EXERCISE GOAL:
Count every line in the following listing that contains "divisors", then report that count with nothing added.

LISTED RECORDS:
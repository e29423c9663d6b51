// This Source Code Form is subject to the terms of the Mozilla Public
// License, v. 2.0. If a copy of the MPL was not distributed with this
// file, You can obtain one at https://mozilla.org/MPL/2.0/.

//! FTDI vendor request vocabulary.

use num_derive::FromPrimitive;

/// FTDI "SIO" vendor requests. Codes are fixed by the host drivers.
#[derive(Copy, Clone, Debug, PartialEq, Eq, FromPrimitive)]
pub enum FtdiRequest {
    Reset = 0x00,
    SetModemCtrl = 0x01,
    SetFlowCtrl = 0x02,
    SetBaudrate = 0x03,
    SetData = 0x04,
    PollModemStatus = 0x05,
    SetEventChar = 0x06,
    SetErrorChar = 0x07,
    SetLatencyTimer = 0x09,
    GetLatencyTimer = 0x0A,
    SetBitmode = 0x0B,
    ReadEeprom = 0x90,
    /// We have no EEPROM to write. Tools only do this while reprogramming
    /// the adapter, so it's taken as a request to reboot into the ROM
    /// bootloader instead.
    WriteEeprom = 0x91,
    /// Read chip ID. Acked, no effect.
    ReadChipId = 0x92,
}

/// The two logical channels. Channel A carries MPSSE, channel B the UART.
#[derive(Copy, Clone, Debug, PartialEq, Eq)]
pub enum Channel {
    Jtag = 0,
    Uart = 1,
}

impl Channel {
    pub const ALL: [Channel; 2] = [Channel::Jtag, Channel::Uart];

    /// Channel addressed by a vendor request's `wIndex`. Drivers use 1 for
    /// channel A and 2 for channel B, but some send 0 for A, so anything
    /// that isn't 2 is A.
    pub fn from_index(index: u16) -> Self {
        if index & 0xff == 2 {
            Channel::Uart
        } else {
            Channel::Jtag
        }
    }

    pub const fn index(self) -> usize {
        self as usize
    }
}

/// Reply to POLL_MODEM_STATUS, and the header on every bulk IN packet. Bit 0
/// of the first byte is the FTDI "reserved, always 1" marker; 0x60 in the
/// second says both transmitter registers are empty.
pub const MODEM_STATUS: [u8; 2] = [0x01, 0x60];

/// Decoded SET_MODEM_CTRL. `None` means the host left that line alone.
#[derive(Copy, Clone, Debug, PartialEq, Eq)]
pub struct ModemControl {
    pub dtr: Option<bool>,
    pub rts: Option<bool>,
}

impl ModemControl {
    /// `wValue` carries the new levels in the low byte and per-line write
    /// enables in the high byte; bit 0 is DTR and bit 1 RTS in both.
    pub fn from_value(value: u16) -> Self {
        let levels = value as u8;
        let enables = (value >> 8) as u8;
        let line = |bit: u8| (enables & bit != 0).then(|| levels & bit != 0);
        Self {
            dtr: line(0x01),
            rts: line(0x02),
        }
    }
}

/// Which clock the UART baud timer counts.
#[derive(Copy, Clone, Debug, PartialEq, Eq)]
pub enum TimerClock {
    /// 1 MHz.
    Fast,
    /// `Fast` / 12, for rates too slow for an 8-bit reload at `Fast`.
    Standard,
}

/// UART baud timer setting: one bit time is `reload` ticks of `clock`.
#[derive(Copy, Clone, Debug, PartialEq, Eq)]
pub struct BaudSetting {
    pub clock: TimerClock,
    /// 1..=256
    pub reload: u16,
}

const FAST_CLOCK_HZ: u32 = 1_000_000;
const STANDARD_PRESCALE: u32 = 12;
const MAX_RELOAD: u32 = 256;

impl BaudSetting {
    /// Fastest rate we do, for divisors 0 and 1.
    pub const MAX: Self = Self {
        clock: TimerClock::Fast,
        reload: 1,
    };

    /// 9600 baud. Also the fallback for rates too slow to reach.
    pub const DEFAULT: Self = Self {
        clock: TimerClock::Fast,
        reload: 104,
    };

    /// Converts the divisor of a SET_BAUDRATE request.
    ///
    /// FTDI divisors are in units of 1/3 MHz (48 MHz / 16), with two
    /// sub-integer bits on top that we can't honor and so mask off. The
    /// reload is the divisor rescaled to our 1 MHz clock, rounded to nearest.
    pub fn from_divisor(value: u16) -> Self {
        let divisor = u32::from(value & 0x3fff);
        if divisor <= 1 {
            return Self::MAX;
        }
        let reload = (2 * divisor + 3) / 6;
        if reload <= MAX_RELOAD {
            return Self {
                clock: TimerClock::Fast,
                reload: reload as u16,
            };
        }
        let reload = reload / STANDARD_PRESCALE;
        if reload <= MAX_RELOAD {
            Self {
                clock: TimerClock::Standard,
                reload: reload as u16,
            }
        } else {
            Self::DEFAULT
        }
    }

    /// Resulting line rate in bits per second.
    pub fn baud_rate(&self) -> u32 {
        let hz = match self.clock {
            TimerClock::Fast => FAST_CLOCK_HZ,
            TimerClock::Standard => FAST_CLOCK_HZ / STANDARD_PRESCALE,
        };
        hz / u32::from(self.reload.max(1))
    }

    /// Packs into 16 bits: `reload - 1` in the low byte, bit 8 set for the
    /// standard clock.
    pub const fn to_bits(self) -> u16 {
        let clock = match self.clock {
            TimerClock::Fast => 0,
            TimerClock::Standard => 0x100,
        };
        clock | (self.reload - 1)
    }

    pub const fn from_bits(bits: u16) -> Self {
        Self {
            clock: if bits & 0x100 != 0 {
                TimerClock::Standard
            } else {
                TimerClock::Fast
            },
            reload: (bits & 0xff) + 1,
        }
    }
}

#[cfg(test)]
mod tests {
    use super::*;

    #[test]
    fn test_channel_from_index() {
        assert_eq!(Channel::from_index(0), Channel::Jtag);
        assert_eq!(Channel::from_index(1), Channel::Jtag);
        assert_eq!(Channel::from_index(2), Channel::Uart);
        assert_eq!(Channel::from_index(0x0302), Channel::Uart);
        assert_eq!(Channel::from_index(7), Channel::Jtag);
    }

    #[test]
    fn test_modem_control_decode() {
        assert_eq!(
            ModemControl::from_value(0x0101),
            ModemControl {
                dtr: Some(true),
                rts: None
            }
        );
        assert_eq!(
            ModemControl::from_value(0x0302),
            ModemControl {
                dtr: Some(false),
                rts: Some(true)
            }
        );
        // Levels without enables change nothing.
        assert_eq!(
            ModemControl::from_value(0x0003),
            ModemControl {
                dtr: None,
                rts: None
            }
        );
    }

    #[test]
    fn test_baud_common_rates() {
        // 115200: libftdi sends divisor 26 with sub-integer bits set.
        let b = BaudSetting::from_divisor(0x001a | 0xc000);
        assert_eq!(b, BaudSetting { clock: TimerClock::Fast, reload: 9 });
        assert_eq!(b.baud_rate(), 111_111);

        // 9600: divisor 312.
        let b = BaudSetting::from_divisor(312);
        assert_eq!(b.reload, 104);
        assert_eq!(b.baud_rate(), 9615);
    }

    #[test]
    fn test_baud_fastest_and_rounding() {
        assert_eq!(BaudSetting::from_divisor(0), BaudSetting::MAX);
        assert_eq!(BaudSetting::from_divisor(1), BaudSetting::MAX);
        assert_eq!(BaudSetting::from_divisor(4).reload, 1);
        assert_eq!(BaudSetting::from_divisor(5).reload, 2);
    }

    #[test]
    fn test_baud_slow_rates_use_standard_clock() {
        // 1200 baud: divisor 2500 -> 833 fast ticks -> 69 standard ticks.
        let b = BaudSetting::from_divisor(2500);
        assert_eq!(b, BaudSetting { clock: TimerClock::Standard, reload: 69 });
        assert_eq!(b.baud_rate(), 1207);

        // Below ~325 baud even the standard clock runs out of reload.
        assert_eq!(BaudSetting::from_divisor(0x3fff), BaudSetting::DEFAULT);
    }

    #[test]
    fn test_baud_bits_pack() {
        let b = BaudSetting { clock: TimerClock::Standard, reload: 256 };
        assert_eq!(b.to_bits(), 0x1ff);
        assert_eq!(BaudSetting::from_bits(b.to_bits()), b);
        assert_eq!(BaudSetting::from_bits(BaudSetting::DEFAULT.to_bits()), BaudSetting::DEFAULT);
    }
}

YOUR RESPONSE:
2